** Input data follows **

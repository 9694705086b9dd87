//! Testing utilities for users of the netrun library.
//!
//! This module provides helpers for testing jobs and workflows without real
//! devices:
//!
//! - [`ScriptedDriver`]: A device driver whose outcomes are scripted per job
//!   or per device, and which records every call
//! - [`TestHarness`]: A catalog, in-memory storage and run engine wired to a
//!   scripted driver

use async_trait::async_trait;
use serde_json::{json, Value};
use std::collections::{HashMap, HashSet};
use std::sync::{Arc, Mutex, MutexGuard, PoisonError};
use std::time::Duration;

use crate::core::catalog::Catalog;
use crate::core::device::Device;
use crate::core::job::{Job, Service};
use crate::core::types::{DeviceId, JobId, Runtime};
use crate::core::workflow::{EdgeSubtype, WorkflowEdge};
use crate::execution::{
    DeviceDriver, DriverError, DriverOutput, DriverRegistry, DriverRequest, EngineError,
    RunEngine, RunOutcome, RunRequest,
};
use crate::storage::{InMemoryStorage, Storage};

/// Name the scripted driver registers under.
pub const SCRIPTED_DRIVER: &str = "scripted";

/// One recorded driver invocation.
#[derive(Debug, Clone, PartialEq, Eq)]
pub struct DriverCall {
    pub job_id: JobId,
    pub device: Option<DeviceId>,
    pub runtime: Runtime,
}

#[derive(Default)]
struct Script {
    failing_devices: HashSet<DeviceId>,
    erroring_devices: HashSet<DeviceId>,
    failing_jobs: HashSet<JobId>,
    fail_times: HashMap<JobId, u32>,
    delay: Option<Duration>,
    calls: Vec<DriverCall>,
}

/// A driver with scripted outcomes.
///
/// Every call succeeds unless a rule says otherwise. Rules can be changed
/// while the driver is shared with an engine.
///
/// # Example
///
/// ```
/// use netrun::testing::ScriptedDriver;
///
/// let driver = ScriptedDriver::new();
/// driver.fail_device("r2");
/// driver.fail_job_times("flaky", 1);
/// assert!(driver.calls().is_empty());
/// ```
#[derive(Default)]
pub struct ScriptedDriver {
    script: Mutex<Script>,
}

impl ScriptedDriver {
    pub fn new() -> Self {
        Self::default()
    }

    fn script(&self) -> MutexGuard<'_, Script> {
        self.script.lock().unwrap_or_else(PoisonError::into_inner)
    }

    /// Report failure for every call on this device.
    pub fn fail_device(&self, device: impl Into<DeviceId>) {
        self.script().failing_devices.insert(device.into());
    }

    /// Raise a driver error for every call on this device.
    pub fn error_device(&self, device: impl Into<DeviceId>) {
        self.script().erroring_devices.insert(device.into());
    }

    /// Report failure for every call made by this job.
    pub fn fail_job(&self, job: impl Into<JobId>) {
        self.script().failing_jobs.insert(job.into());
    }

    /// Fail the first `times` calls made by this job, then succeed.
    pub fn fail_job_times(&self, job: impl Into<JobId>, times: u32) {
        self.script().fail_times.insert(job.into(), times);
    }

    /// Sleep this long in every call.
    pub fn set_delay(&self, delay: Duration) {
        self.script().delay = Some(delay);
    }

    /// Remove every rule, keeping recorded calls.
    pub fn reset_rules(&self) {
        let mut script = self.script();
        script.failing_devices.clear();
        script.erroring_devices.clear();
        script.failing_jobs.clear();
        script.fail_times.clear();
        script.delay = None;
    }

    /// Calls made so far, in order.
    pub fn calls(&self) -> Vec<DriverCall> {
        self.script().calls.clone()
    }

    /// Calls made so far by one job.
    pub fn calls_for(&self, job: &JobId) -> Vec<DriverCall> {
        self.script()
            .calls
            .iter()
            .filter(|call| &call.job_id == job)
            .cloned()
            .collect()
    }
}

#[async_trait]
impl DeviceDriver for ScriptedDriver {
    fn name(&self) -> &str {
        SCRIPTED_DRIVER
    }

    async fn execute(&self, request: &DriverRequest) -> Result<DriverOutput, DriverError> {
        let device = request.device.as_ref().map(|d| d.id.clone());
        let (delay, errored, failed) = {
            let mut script = self.script();
            script.calls.push(DriverCall {
                job_id: request.job_id.clone(),
                device: device.clone(),
                runtime: request.runtime.clone(),
            });
            let errored = device
                .as_ref()
                .is_some_and(|d| script.erroring_devices.contains(d));
            let mut failed = script.failing_jobs.contains(&request.job_id)
                || device
                    .as_ref()
                    .is_some_and(|d| script.failing_devices.contains(d));
            if let Some(remaining) = script.fail_times.get_mut(&request.job_id) {
                if *remaining > 0 {
                    *remaining -= 1;
                    failed = true;
                }
            }
            (script.delay, errored, failed)
        };

        if let Some(delay) = delay {
            tokio::time::sleep(delay).await;
        }
        if errored {
            let name = request
                .device
                .as_ref()
                .map(|d| d.name.clone())
                .unwrap_or_default();
            return Err(DriverError::Unreachable(name));
        }

        let output = json!({
            "job": request.job_name,
            "device": request.device.as_ref().map(|d| d.name.clone()),
            "payload_keys": request.payload.keys().collect::<Vec<_>>(),
        });
        Ok(if failed {
            DriverOutput::failure(output)
        } else {
            DriverOutput::success(output)
        })
    }
}

/// A test harness for running jobs against scripted devices.
///
/// # Example
///
/// ```ignore
/// use netrun::testing::TestHarness;
///
/// let harness = TestHarness::new().with_devices(["r1", "r2"]);
/// harness.add_service("backup", false);
/// harness.driver().fail_device("r2");
///
/// let outcome = harness.execute_and_assert_failure("backup").await;
/// ```
pub struct TestHarness {
    engine: Arc<RunEngine>,
    driver: Arc<ScriptedDriver>,
    storage: Arc<InMemoryStorage>,
}

impl TestHarness {
    /// Create a harness with an empty catalog.
    pub fn new() -> Self {
        Self::with_worker_pool(4)
    }

    /// Create a harness with the given number of driver slots.
    pub fn with_worker_pool(size: usize) -> Self {
        let driver = Arc::new(ScriptedDriver::new());
        let storage = Arc::new(InMemoryStorage::new());
        let mut drivers = DriverRegistry::new();
        drivers.register(driver.clone());
        let engine = RunEngine::new(
            Arc::new(Catalog::new()),
            storage.clone() as Arc<dyn Storage>,
            drivers,
        )
        .with_worker_pool(size);
        Self {
            engine: Arc::new(engine),
            driver,
            storage,
        }
    }

    /// Add devices whose id and name are the given strings.
    pub fn with_devices<I, S>(self, devices: I) -> Self
    where
        I: IntoIterator<Item = S>,
        S: Into<String>,
    {
        for id in devices {
            let id = id.into();
            self.add_device(Device::new(id.clone(), id));
        }
        self
    }

    pub fn add_device(&self, device: Device) {
        self.catalog()
            .insert_device(device)
            .expect("failed to add device");
    }

    /// Add a scripted service whose name is its id in upper case.
    pub fn add_service(&self, id: &str, deviceless: bool) -> Job {
        let mut service = Service::new(SCRIPTED_DRIVER);
        service.deviceless = deviceless;
        let job = Job::service(id, id.to_uppercase(), service);
        self.catalog()
            .add_job(job.clone())
            .expect("failed to add service");
        job
    }

    /// Add a workflow with the given members and `(subtype, source, destination)` edges.
    pub fn add_workflow(
        &self,
        id: &str,
        members: &[&str],
        edges: &[(EdgeSubtype, &str, &str)],
    ) -> Vec<WorkflowEdge> {
        let workflow_id = JobId::new(id);
        self.catalog()
            .add_job(Job::workflow(id, id.to_uppercase()))
            .expect("failed to add workflow");
        let members: Vec<JobId> = members.iter().map(|m| JobId::new(*m)).collect();
        self.catalog()
            .add_jobs_to_workflow(&workflow_id, &members)
            .expect("failed to add members");
        edges
            .iter()
            .map(|(subtype, source, destination)| {
                self.catalog()
                    .add_edge(
                        &workflow_id,
                        *subtype,
                        &JobId::new(*source),
                        &JobId::new(*destination),
                    )
                    .expect("failed to add edge")
            })
            .collect()
    }

    pub fn engine(&self) -> &Arc<RunEngine> {
        &self.engine
    }

    pub fn catalog(&self) -> &Arc<Catalog> {
        self.engine.catalog()
    }

    pub fn storage(&self) -> &Arc<InMemoryStorage> {
        &self.storage
    }

    pub fn driver(&self) -> &Arc<ScriptedDriver> {
        &self.driver
    }

    /// Run a job with the given request.
    pub async fn run(&self, job: &str, request: RunRequest) -> Result<RunOutcome, EngineError> {
        self.engine.execute(&JobId::new(job), request).await
    }

    /// Run a job with default parameters.
    pub async fn execute(&self, job: &str) -> Result<RunOutcome, EngineError> {
        self.run(job, RunRequest::new()).await
    }

    /// Run and assert success.
    pub async fn execute_and_assert_success(&self, job: &str) -> RunOutcome {
        let outcome = self.execute(job).await.expect("run aborted");
        assert!(
            outcome.success,
            "Expected {} to succeed, but it failed: {}",
            job, outcome.result
        );
        outcome
    }

    /// Run and assert failure.
    pub async fn execute_and_assert_failure(&self, job: &str) -> RunOutcome {
        let outcome = self.execute(job).await.expect("run aborted");
        assert!(!outcome.success, "Expected {} to fail, but it succeeded", job);
        outcome
    }
}

impl Default for TestHarness {
    fn default() -> Self {
        Self::new()
    }
}

/// Global result payload of a run, if one was written.
pub async fn global_result(storage: &dyn Storage, job: &JobId, runtime: &Runtime) -> Option<Value> {
    storage
        .list_results(
            &crate::storage::ResultFilter::new()
                .runtime(runtime.clone())
                .job(job.clone())
                .device(crate::storage::DeviceFilter::Global),
        )
        .await
        .ok()?
        .into_iter()
        .next()
        .map(|result| result.result)
}

#[cfg(test)]
mod tests {
    use super::*;
    use crate::execution::NodeState;

    #[tokio::test]
    async fn test_scripted_driver_records_calls() {
        let harness = TestHarness::new().with_devices(["r1", "r2"]);
        harness.add_service("show", false);

        let outcome = harness
            .run("show", RunRequest::new().with_targets(["r1", "r2"]))
            .await
            .unwrap();

        assert!(outcome.success);
        let calls = harness.driver().calls_for(&"show".into());
        assert_eq!(calls.len(), 2);
        assert!(calls.iter().all(|c| c.runtime == outcome.runtime));
    }

    #[tokio::test]
    async fn test_fail_times_then_succeed() {
        let harness = TestHarness::new();
        harness.add_service("flaky", true);
        harness.driver().fail_job_times("flaky", 1);

        harness.execute_and_assert_failure("flaky").await;
        harness.execute_and_assert_success("flaky").await;
        assert_eq!(harness.driver().calls().len(), 2);
    }

    #[tokio::test]
    async fn test_reset_rules() {
        let harness = TestHarness::new();
        harness.add_service("job", true);
        harness.driver().fail_job("job");
        harness.execute_and_assert_failure("job").await;

        harness.driver().reset_rules();
        harness.execute_and_assert_success("job").await;
    }

    #[tokio::test]
    async fn test_harness_workflow() {
        let harness = TestHarness::new();
        harness.add_service("a", true);
        harness.add_service("b", true);
        harness.add_workflow("wf", &["a", "b"], &[(EdgeSubtype::Success, "a", "b")]);

        let outcome = harness.execute_and_assert_success("wf").await;
        assert_eq!(outcome.state(&"b".into()), Some(NodeState::Succeeded));

        let global = global_result(harness.storage().as_ref(), &"wf".into(), &outcome.runtime)
            .await
            .unwrap();
        assert_eq!(global["states"]["B"], "Succeeded");
        // B saw A's result in its payload.
        assert_eq!(global["results"]["B"]["result"]["payload_keys"][0], "A");
    }
}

** End of Input data **

#### Exercise goal
All lines in the data that contain the word "DeviceDriver" should be copied.

#### Reply
    DeviceDriver, DriverError, DriverOutput, DriverRegistry, DriverRequest, EngineError,
impl DeviceDriver for ScriptedDriver {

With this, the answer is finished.